Extensive remains of the parameter wall of a third century Roman Fort. The walls stand to an impressive 4 Metres - the original height although the parapet walk is missing and part of the fort has been lost to erosion. The (slight) remains of Norman motte are also visible.
1. The Notitia Dignitatum lists nine forts under the command of the Count of the Saxon Shore. Three of the forts were constructed early in the third century AD - Brancaster, Caister and Reculver - and confirmed to traditional Roman military design, i.e. based on a 'playing card' shape. The reminder were constructed in the latter part of the third century and were defined by thicker/taller walls, semi-circular bastions and irregular layouts. The forts of the latter group were: Bradwell, Burgh, Dover, Lympne, Pevensey, Portchester and Richborough.
2. Burgh Roman Fort was separate and distinct from Burgh-by-Sands Roman Fort on Hadrian’s Wall.
Changing Coastlines. This map is taken from the information displayed at the fort and shows the coastline as it appeared in the third and fourth centuries with the dotted line indicating the modern coast. Great Yarmouth is built over the site of the estuary Burgh protected.
Burgh Roman Fort
Notes: The fort has a dedicated car park which is found off Butt Lane and is reasonably well sign-posted (although no sign at the turning!). The remains are a short walk from the car park.
Burgh Roman Fort Layout. The fort had some traditional features but the free standing walls and projecting turrets was a departure from earlier fort configurations.

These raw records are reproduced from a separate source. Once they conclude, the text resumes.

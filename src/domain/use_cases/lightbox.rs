use std::{
    sync::Arc,
    time::{Duration, Instant},
};

use dashmap::DashMap;
use parking_lot::Mutex;

use crate::{
    entities::{
        lightbox::{
            KeyOutcome, LightboxClosed, LightboxKey, LightboxView, SessionId, LIGHTBOX_DESCRIPTION,
            LIGHTBOX_ROLE,
        },
        media::{MediaId, MediaItem},
        photographer::PhotographerId,
    },
    errors::AppError,
    use_cases::carrousel::{Carrousel, FrameSlot},
    utils::assets::AssetResolver,
};

/// One open lightbox.
#[derive(Debug)]
pub struct LightboxSession {
    id: SessionId,
    photographer_id: PhotographerId,
    carrousel: Carrousel<FrameSlot>,
    last_used: Instant,
}

impl LightboxSession {
    fn view(&mut self) -> LightboxView {
        self.last_used = Instant::now();

        // The slot always holds the frame of the last render; fall back to
        // resolving it if the renderer was detached.
        let frame = self
            .carrousel
            .renderer()
            .and_then(FrameSlot::last)
            .cloned()
            .unwrap_or_else(|| self.carrousel.current_frame());

        LightboxView {
            session_id: self.id,
            position: self.carrousel.position(),
            total: self.carrousel.len(),
            frame,
            role: LIGHTBOX_ROLE,
            aria_describedby: LIGHTBOX_DESCRIPTION,
        }
    }

    pub fn idle_for(&self) -> Duration {
        self.last_used.elapsed()
    }
}

impl Drop for LightboxSession {
    fn drop(&mut self) {
        if self.carrousel.detach().is_some() {
            tracing::debug!(
                session_id = %self.id,
                photographer_id = %self.photographer_id,
                "Lightbox renderer detached"
            );
        }
    }
}

/// Store of open lightboxes. Each session sits behind its own lock, so
/// requests on one session run one after the other while other sessions
/// proceed independently.
#[derive(Debug, Clone)]
pub struct LightboxSessions {
    sessions: Arc<DashMap<SessionId, Arc<Mutex<LightboxSession>>>>,
    assets: AssetResolver,
}

impl LightboxSessions {
    pub fn new(assets: AssetResolver) -> Self {
        LightboxSessions {
            sessions: Arc::new(DashMap::new()),
            assets,
        }
    }

    /// Opens a lightbox on `items`, showing `start_index` first.
    pub fn open(
        &self,
        photographer_id: PhotographerId,
        items: Vec<MediaItem>,
        start_index: usize,
    ) -> Result<LightboxView, AppError> {
        let carrousel = Carrousel::new(items, start_index, self.assets.clone(), FrameSlot::default())?;

        let id = SessionId::new();
        let mut session = LightboxSession {
            id,
            photographer_id,
            carrousel,
            last_used: Instant::now(),
        };
        let view = session.view();

        self.sessions.insert(id, Arc::new(Mutex::new(session)));
        tracing::info!(
            session_id = %id,
            photographer_id = %photographer_id,
            position = view.position,
            total = view.total,
            "Lightbox opened"
        );

        Ok(view)
    }

    fn session(&self, id: SessionId) -> Result<Arc<Mutex<LightboxSession>>, AppError> {
        self.sessions
            .get(&id)
            .map(|entry| entry.value().clone())
            .ok_or_else(|| AppError::NotFound(format!("Lightbox session {} not found", id)))
    }

    fn with_session<F>(&self, id: SessionId, op: F) -> Result<LightboxView, AppError>
    where
        F: FnOnce(&mut Carrousel<FrameSlot>),
    {
        let session = self.session(id)?;
        apply(&session, op)
    }

    pub fn advance(&self, id: SessionId) -> Result<LightboxView, AppError> {
        self.with_session(id, |c| {
            c.next();
        })
    }

    pub fn retreat(&self, id: SessionId) -> Result<LightboxView, AppError> {
        self.with_session(id, |c| {
            c.previous();
        })
    }

    pub fn jump_to(&self, id: SessionId, index: usize) -> Result<LightboxView, AppError> {
        self.with_session(id, |c| {
            c.jump_to(index);
        })
    }

    pub fn refresh(&self, id: SessionId) -> Result<LightboxView, AppError> {
        self.with_session(id, Carrousel::update)
    }

    /// Closes the session and detaches its renderer.
    pub fn close(&self, id: SessionId) -> Result<LightboxClosed, AppError> {
        let (_, session) = self
            .sessions
            .remove(&id)
            .ok_or_else(|| AppError::NotFound(format!("Lightbox session {} not found", id)))?;

        session.lock().carrousel.detach();
        tracing::info!(session_id = %id, "Lightbox closed");

        Ok(LightboxClosed { session_id: id, closed: true })
    }

    /// Applies a keyboard key the way the lightbox page binds them.
    pub fn handle_key(&self, id: SessionId, key: &str) -> Result<KeyOutcome, AppError> {
        match LightboxKey::from(key) {
            LightboxKey::ArrowRight => self.advance(id).map(KeyOutcome::Moved),
            LightboxKey::ArrowLeft => self.retreat(id).map(KeyOutcome::Moved),
            LightboxKey::Escape => self.close(id).map(KeyOutcome::Closed),
            LightboxKey::Other => self.refresh(id).map(KeyOutcome::Ignored),
        }
    }

    /// Drops sessions idle for longer than `ttl`. Returns how many went.
    pub fn purge_idle(&self, ttl: Duration) -> usize {
        let before = self.sessions.len();
        self.sessions.retain(|_, session| {
            // A session locked right now is in use, so it is not idle.
            session.try_lock().map_or(true, |s| s.idle_for() <= ttl)
        });
        before.saturating_sub(self.sessions.len())
    }

    /// Closes everything, used on shutdown.
    pub fn close_all(&self) -> usize {
        let count = self.sessions.len();
        self.sessions.clear();
        count
    }

    pub fn len(&self) -> usize {
        self.sessions.len()
    }

    pub fn is_empty(&self) -> bool {
        self.sessions.is_empty()
    }

    pub fn contains(&self, id: SessionId) -> bool {
        self.sessions.contains_key(&id)
    }
}

/// Runs `op` on a session unless it was closed while the caller waited for
/// the lock.
fn apply<F>(session: &Mutex<LightboxSession>, op: F) -> Result<LightboxView, AppError>
where
    F: FnOnce(&mut Carrousel<FrameSlot>),
{
    let mut session = session.lock();
    if !session.carrousel.is_attached() {
        return Err(AppError::NotFound(format!("Lightbox session {} is closed", session.id)));
    }

    op(&mut session.carrousel);
    Ok(session.view())
}

/// Where a lightbox opens in `items`: on the clicked media when its id is
/// known, otherwise on `index`.
pub fn start_position(items: &[MediaItem], index: usize, media_id: Option<MediaId>) -> Result<usize, AppError> {
    match media_id {
        None => Ok(index),
        Some(id) => items
            .iter()
            .position(|m| m.id == id)
            .ok_or_else(|| AppError::NotFound(format!("Media {} is not in this gallery", id))),
    }
}

#[cfg(test)]
mod tests {
    use chrono::NaiveDate;

    use super::*;
    use crate::entities::media::MediaKind;

    fn items() -> Vec<MediaItem> {
        ["a.jpg", "b.mp4", "c.jpg"]
            .iter()
            .enumerate()
            .map(|(i, file)| MediaItem {
                id: MediaId(i as u64 + 1),
                photographer_id: PhotographerId(82),
                title: format!("title-{}", i + 1),
                kind: if file.ends_with(".mp4") {
                    MediaKind::Video(file.to_string())
                } else {
                    MediaKind::Image(file.to_string())
                },
                likes: 0,
                date: NaiveDate::from_ymd_opt(2021, 5, 5).unwrap(),
                price: 0,
            })
            .collect()
    }

    fn sessions() -> LightboxSessions {
        LightboxSessions::new(AssetResolver::default())
    }

    #[test]
    fn open_returns_start_frame_with_dialog_hints() {
        let sessions = sessions();
        let view = sessions.open(PhotographerId(82), items(), 1).unwrap();
        assert_eq!(view.position, 1);
        assert_eq!(view.total, 3);
        assert!(view.frame.shows_video());
        assert_eq!(view.role, "dialog");
        assert_eq!(sessions.len(), 1);
    }

    #[test]
    fn open_with_no_media_is_not_found() {
        let result = sessions().open(PhotographerId(82), Vec::new(), 0);
        assert!(matches!(result, Err(AppError::NotFound(_))));
    }

    #[test]
    fn keys_navigate_and_escape_closes() {
        let sessions = sessions();
        let id = sessions.open(PhotographerId(82), items(), 0).unwrap().session_id;

        let moved = sessions.handle_key(id, "ArrowLeft").unwrap();
        assert!(matches!(moved, KeyOutcome::Moved(ref v) if v.position == 2));

        let ignored = sessions.handle_key(id, "Tab").unwrap();
        assert!(matches!(ignored, KeyOutcome::Ignored(ref v) if v.position == 2));

        let closed = sessions.handle_key(id, "Escape").unwrap();
        assert!(matches!(closed, KeyOutcome::Closed(_)));
        assert!(!sessions.contains(id));
        assert!(matches!(sessions.advance(id), Err(AppError::NotFound(_))));
        assert!(matches!(sessions.close(id), Err(AppError::NotFound(_))));
    }

    #[test]
    fn purge_drops_only_idle_sessions() {
        let sessions = sessions();
        sessions.open(PhotographerId(82), items(), 0).unwrap();
        assert_eq!(sessions.purge_idle(Duration::from_secs(60)), 0);
        std::thread::sleep(Duration::from_millis(5));
        assert_eq!(sessions.purge_idle(Duration::ZERO), 1);
        assert!(sessions.is_empty());
    }

    #[test]
    fn request_holding_a_closed_session_gets_no_frame() {
        let sessions = sessions();
        let id = sessions.open(PhotographerId(82), items(), 0).unwrap().session_id;
        let held = sessions.session(id).unwrap();

        sessions.close(id).unwrap();

        assert!(matches!(apply(&held, |c| { c.next(); }), Err(AppError::NotFound(_))));
        assert_eq!(held.lock().carrousel.position(), 0);
    }

    #[test]
    fn start_position_follows_the_clicked_media() {
        let mut reordered = items();
        reordered.reverse();

        assert_eq!(start_position(&reordered, 0, Some(MediaId(1))).unwrap(), 2);
        assert_eq!(start_position(&reordered, 1, None).unwrap(), 1);
        assert!(matches!(
            start_position(&reordered, 0, Some(MediaId(99))),
            Err(AppError::NotFound(_))
        ));
    }
}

Positioned on the shores of a large but now vanished estuary that gave access to in the interior of East Anglia, Burgh Roman Fort was one of a pair guarding against sea-borne raids. With thick walls and projecting turrets it differed from earlier Roman fortifications. The Normans later re-used the site building a motte-and-bailey castle there.
HISTORY OF BURGH ROMAN FORT (BURGH CASTLE)
Burgh Roman Fort was built around the late third century AD and is believed to have been called Gariannum; contemporary documents list this name in relation to a shore fort but it is unclear whether it applies to Caister or Burgh Roman Forts; most historians seem to prefer the latter.
The landscape in which the fort is situated has changed significantly since Roman times when a great inland estuary covered the area now occupied by Great Yarmouth. Burgh was positioned on a headland that defined the southern side of this estuary and was paired with the earlier fort at Caister-on-Sea. Together they guarded the navigable Rivers Ant, Bure, Waveney and Yare; the latter particularly important as it gave access to the major Roman settlement at Caister-by-Norwich (Venta Icenorum). Garrisoned, at least for a period, by a 500 man strong cavalry unit it may also have acted as a base for the Classis Britannica, the British arm of the Roman Navy. Unusually no Roman Roads have been identified connecting Burgh with the remainder of the military network; it is possible it was resupplied exclusively from sea.
At the time of construction Roman military procedures were changing and the fort did not conform to the normal Roman military designs as seen on earlier Saxon Shore Forts (such as at Caister). The walls of the fort were thicker (3.5 metres at the base) and taller (4.5 metres); both indicative of the increasingly defensive, rather than offensive, mindset of the army at this time. Furthermore the walls were built with a tapered design enabling them to be free standing – a marked difference from earlier structures that had vertical, earth backed ramparts. Furthermore, rather than towers/turrets embedded within the parameter wall as was the first and second century norm, the fort had protruding towers allowing defensive fire against attackers attempting to scale the walls. Each of the towers was designed to support ballistae, emplacement projectile weapons, for this purpose. In other aspects however, the design was conventional; the rounded corners of the fort’s parameter and the gatehouses situated on each side being the most obvious. Even the shape of the fort, albeit a slightly distorted due to the terrain on which it was built, was based upon the former ‘playing card’ configuration.
Possibly from its initial construction, Burgh was incorporated into the Command of the Count of the Saxon Shore (comes litoris Saxonici per Britanniam). This organisation was noted in the fourth century Notitia Dignitatum - a book detailing Roman military dispositions - and was seemingly tasked with coastal defence against Saxon and Frankish raiders that were harassing the eastern and southern coasts of Britain.
The Roman military withdrew from Britain early in fifth century AD and Burgh was abandoned. Around AD 630 it was granted by Sigeberht, King of the East Angles to St Fursa for the purposes of founding a monastery there and it may have been rolled into a burh; a fortified settlement for protection against Frankish raiders. The site was later re-activated as a military facility following the Norman invasion; the area was granted to one of William's followers who built an earth and timber
motte-and-bailey castle within the parameter of the former Roman fort with the old curtain wall providing the enclosure to the bailey. This castle seemed to have a relatively short life and, unlike many others, was not re-built in stone.
Artillery Turret. Each of the projecting turrets had a central round slot for installation of ballistae artillery as can be seen from the collapsed masonry above.